FLOWER DESIGN IN WALL DECORATING
Classic Flower Design for Creative Wall Decorating
It is the principle or requirement, of geometric base in interior design
which, coupled with our natural delight in yielding or growing forms,
has maintained through all the long history of decoration what is called
conventionalised flower design. We find this in every form or method of
decorative art, from embroidery to sculpture, from the Lotus of Egypt
to the Rose of England, and although it results in a sort of crucifixion
of the natural beauty of the flower, in the hands of great designers it
has become an authoritative style of art.
Of course, there are flower-forms which are naturally geometric, which
have conventionalised themselves.

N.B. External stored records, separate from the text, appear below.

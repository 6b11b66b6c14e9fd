//! Invoice total calculator.
//!
//! Totals are a derived projection of an invoice's line items:
//!
//! ```text
//! line_exclusive = unit_price * quantity
//! line_tax       = line_exclusive * vat_percentage / 100
//! subtotal       = Σ line_exclusive
//! total_tax      = Σ line_tax
//! total          = subtotal + total_tax
//! ```
//!
//! Sums are exact. `subtotal` and `total_tax` are rounded to two decimals once,
//! at the end, and `total` is the sum of the rounded parts so that
//! `total == subtotal + total_tax` always holds exactly.

use rust_decimal::Decimal;
use serde::{Deserialize, Serialize};

use facturas_core::to_money_scale;

use crate::line_item::LineItem;

/// Derived monetary fields of an invoice (scale 2).
#[derive(Debug, Copy, Clone, PartialEq, Eq, Serialize, Deserialize)]
pub struct InvoiceTotals {
    pub subtotal: Decimal,
    pub total_tax: Decimal,
    pub total: Decimal,
}

impl InvoiceTotals {
    pub fn zero() -> Self {
        let zero = to_money_scale(Decimal::ZERO);
        Self {
            subtotal: zero,
            total_tax: zero,
            total: zero,
        }
    }
}

impl Default for InvoiceTotals {
    fn default() -> Self {
        Self::zero()
    }
}

/// Compute invoice totals over the full set of an invoice's line items.
///
/// An empty set yields `0.00` for every field.
pub fn calculate_totals<'a, I>(items: I) -> InvoiceTotals
where
    I: IntoIterator<Item = &'a LineItem>,
{
    let (subtotal, total_tax) = items.into_iter().fold(
        (Decimal::ZERO, Decimal::ZERO),
        |(subtotal, total_tax), item| {
            (
                subtotal + item.line_total_exclusive(),
                total_tax + item.line_tax(),
            )
        },
    );

    let subtotal = to_money_scale(subtotal);
    let total_tax = to_money_scale(total_tax);
    InvoiceTotals {
        subtotal,
        total_tax,
        total: subtotal + total_tax,
    }
}
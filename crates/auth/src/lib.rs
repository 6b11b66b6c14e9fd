//! `facturas-auth`: authentication/authorization boundary.
//!
//! Decoupled from HTTP and storage: verifies bearer tokens, resolves the
//! principal's single company and answers permission checks.

pub mod authorize;
pub mod claims;
pub mod jwt;
pub mod permissions;
pub mod principal;
pub mod roles;

pub use authorize::{AuthzError, CommandAuthorization, Principal, authorize};
pub use claims::{JwtClaims, TokenValidationError, validate_claims};
pub use jwt::{Hs256JwtValidator, JwtValidator};
pub use permissions::Permission;
pub use principal::{CompanyMembership, PrincipalId};
pub use roles::Role;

Many of the intricate Moorish frets
and Indian carvings are literal translations of flower-forms
geometrically repeated, and here they lend themselves so perfectly to
the decoration of even exterior walls that the fretted arches of some
Eastern buildings seem almost to have grown of themselves, with all
their elaboration, into the world of nature and art.
The separate flowers of the gracefully tossing lilac plumes, and the
five-and six-leaved flowers of the pink, have become in this way a very
part of the everlasting walls, as the acanthus leaf has become the
marble blossom of thousands of indestructible columns.
These are the classics of design and hold the same relation to ornament
printed on paper and silk that we find in the music of the Psalms, as
compared with the tinkle of the ballad.
There are other methods of decoration in oils which will meet the wants
of the many who like to exercise their own artistic feelings and ability
in their houses or rooms. The painting of flower-friezes upon canvas
which can afterward be mounted upon the wall is a never-ending source of
pleasure; and many of these friezes have a charm and intimacy which no
merely professional painter can rival. These are especially suitable for
bedrooms, since there they may be as personal as the inmate pleases
without undue unveiling of thoughts, fancies, or personal experiences
to the public. A favourite flower or a favourite motto or selection may
be the motive of a charming decoration, if the artist has sufficient
art-knowledge to subordinate it to its architectural juxtaposition. A
narrow border of fixed repeating forms like a rug-border will often
fulfil the necessity for architectural lines, and confine the
flower-border into limits which justify its freedom of composition.
If one wishes to mount a favourite motto or quotation on the walls,
where it may give constant suggestion or pleasure—or even be a help to
thoughtful and conscientious living—there can be no better fashion than
the style of the old illuminated missals. Dining-rooms and
chimney-pieces are often very appropriately decorated in this way; the
words running on scrolls which are half unrolled and half hidden, and
showing a conventionalised background of fruit and flowers.
In all these things the
knowingness, which is the result of study,
tells very strongly—and it is quite worth while to give a good deal of
study to the subject of this kind of decoration before expending the
requisite amount of work upon a painted frieze.
Canvas friezes have the excellent merit of being not only durable and
cleanable, but they belong to the category of pictures; to what Ruskin
calls "portable art," and one need not grudge the devotion of
considerable time, study, and effort to their doing, since they are
really detachable property, and can be removed from one house or room
and carried to another at the owner's or artist's will.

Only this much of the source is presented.